About 45 minutes later, I turned on the Projector to see the progress made. About 90% done! I waited to see if all will go well. It didn’t, if that’s what you’re expecting to hear.
For whatever reasons, although the update reached 100%, which everyone expected the Chromecast to apply the update and let the living move on with their life, it didn’t. I suspected the grabbing of update files didn’t go as planned, and as such, the broken update packages had to be redownloaded.
[wp_ad_camp_1]
I wondered a device that’s been designed to make automatic decisions, could it not make the decision to stop updating when it couldn’t grab the packages, and try again, after some hours or days?
Google Decides…
Well, Google Chromecast (emphasis on Google) thought it wise to forcefully continue the updates, although the network was horrible to grab updates, but enough to download one or two images for a Backdrop.
I was disappointed. A disappointment thanks to the unwise automatic decision forcefully enabled on Chromecast which keeps stepping on toes more than to pamper.
Not only I hated Chromecast that very day, but rather an entire gathering. Everyone in attendance figured out how douche Chromecast is, and how unreliable it can be, not because it is unreliable, but rather, it has been made to be so.
Solution:
- Allow the user to choose if to auto update or not.
- Is update in? Allow user to choose to proceed or not.
This solution, although makes 100.00% sense, unfortunately, doesn’t to Google. To them, or one of their Top Contributors, Chromecast is doing the right thing.
In a response from a Top Contributor, I was told:
“Because Chromecast is designed to be always on it will update at earliest convenience.”
I went like, really? That was the last response I expected to hear. Me, send feedback to Google, just because they don’t know that’s the right thing to do?
Check out the thread here: Update happens compulsorily.
4) Can’t set YouTube resolution
Streaming YouTube videos on mobile or PC allows you to choose the resolution of your choice, either 144p or 720 or even 4K. They give you, the viewer, that opportunity to select what quality you wish to see the video in.
Imagine, every video you wish to watch on YouTube, the quality is pegged at 1080p, and you can do nothing to change it. If you’re on a slower network, that’ll mean you’re not watching any YouTube video. The story is different if you’re on a faster network, of which there’ll be no troubles whatsoever.
Even if I am on a really faster network, it does not always mean I wish to watch videos in 1080p.

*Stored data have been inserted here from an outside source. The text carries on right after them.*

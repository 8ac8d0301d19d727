//! Lifecycle shared by the playback routines.

/// Where a playback routine is in its lifecycle.
///
/// ```text
/// Resolving -> Playing -> Finished
///     \           \
///      +-----------+--> Failed
/// ```
#[derive(Debug, Clone, Copy, PartialEq, Eq, Default)]
pub enum PlaybackPhase {
    /// Waiting for the resolver thread to provide a local path.
    #[default]
    Resolving,
    /// Advancing one data frame per ticker fire.
    Playing,
    /// Every frame was shown.
    Finished,
    /// Stopped on an error; the status text explains why.
    Failed,
}

impl PlaybackPhase {
    /// True once the routine will never advance again.
    pub fn is_done(&self) -> bool {
        matches!(self, PlaybackPhase::Finished | PlaybackPhase::Failed)
    }
}
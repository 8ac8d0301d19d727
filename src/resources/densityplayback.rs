//! Density playback state.
//!
//! Holds the fully parsed [`DensityFrames`], the playback cursor and the
//! [`FrameTicker`]. Driven by
//! [`density_playback_system`](crate::systems::densities::density_playback_system).

use bevy_ecs::prelude::Resource;

use crate::frames::densities::DensityFrames;
use crate::resources::frameticker::FrameTicker;
use crate::resources::playbackphase::PlaybackPhase;

/// State of the density playback routine.
#[derive(Resource)]
pub struct DensityPlayback {
    /// Logical name of the results file being played.
    pub file: String,
    pub phase: PlaybackPhase,
    pub ticker: FrameTicker,
    /// Number of region markers in the grid.
    pub cell_count: usize,
    /// Index of the next frame to show.
    pub cursor: usize,
    frames: Option<DensityFrames>,
}

impl DensityPlayback {
    /// New routine waiting for `file` to be resolved.
    pub fn new(file: impl Into<String>, wait_between_frames: f32, cell_count: usize) -> Self {
        Self {
            file: file.into(),
            phase: PlaybackPhase::Resolving,
            ticker: FrameTicker::new(wait_between_frames),
            cell_count,
            cursor: 0,
            frames: None,
        }
    }

    /// Begin playing `frames` from the first one.
    pub fn start(&mut self, frames: DensityFrames) {
        self.frames = Some(frames);
        self.cursor = 0;
        self.phase = PlaybackPhase::Playing;
        self.ticker.restart();
    }

    pub fn finish(&mut self) {
        self.phase = PlaybackPhase::Finished;
    }

    pub fn fail(&mut self) {
        self.frames = None;
        self.phase = PlaybackPhase::Failed;
    }

    pub fn frames(&self) -> Option<&DensityFrames> {
        self.frames.as_ref()
    }
}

Maybe I wanna see in 144p, just for the love of watching low quality on my 27 inch Mac All-in-One.
With all these factors in mind, YouTube allows the user to explicitly set the quality of choice, although there’s an option that hands over that decision to YouTube, with the ‘Auto’ quality option.
Bring the same concept back, when using YouTube with your Chromecast. You can’t choose video quality. All you can do is watch.
It is clear, the YouTube app works as a mere remote in the time of casting to your TV, as the incoming streaming video do not touch your phone, rather, directly goes from the network into Chromecast into your TV screen.
Does that mean the Chromecast could not be made to request a specified quality set by the YouTube when in cast mode? That is very possible. Why hasn’t Google thought of that?
Solution:
- Allow users to choose video resolution when streaming video via YouTube.
Conclusion
Noticed how ‘Devilish’ Google is with their Chromecast? They have ignorantly or intentionally designed the Chromecast to get in one’s way more than allows the user to take control.
If automatic, but making foolish decisions, are what Google thinks of Automatic cars then we should be careful. Because from the automaticness of all operations carried out by Chromecast, there’s not been one that I favor, because it made those decisions, always at the wrong time.
Google, you’ve been Evil enough. Change your ways whiles you can!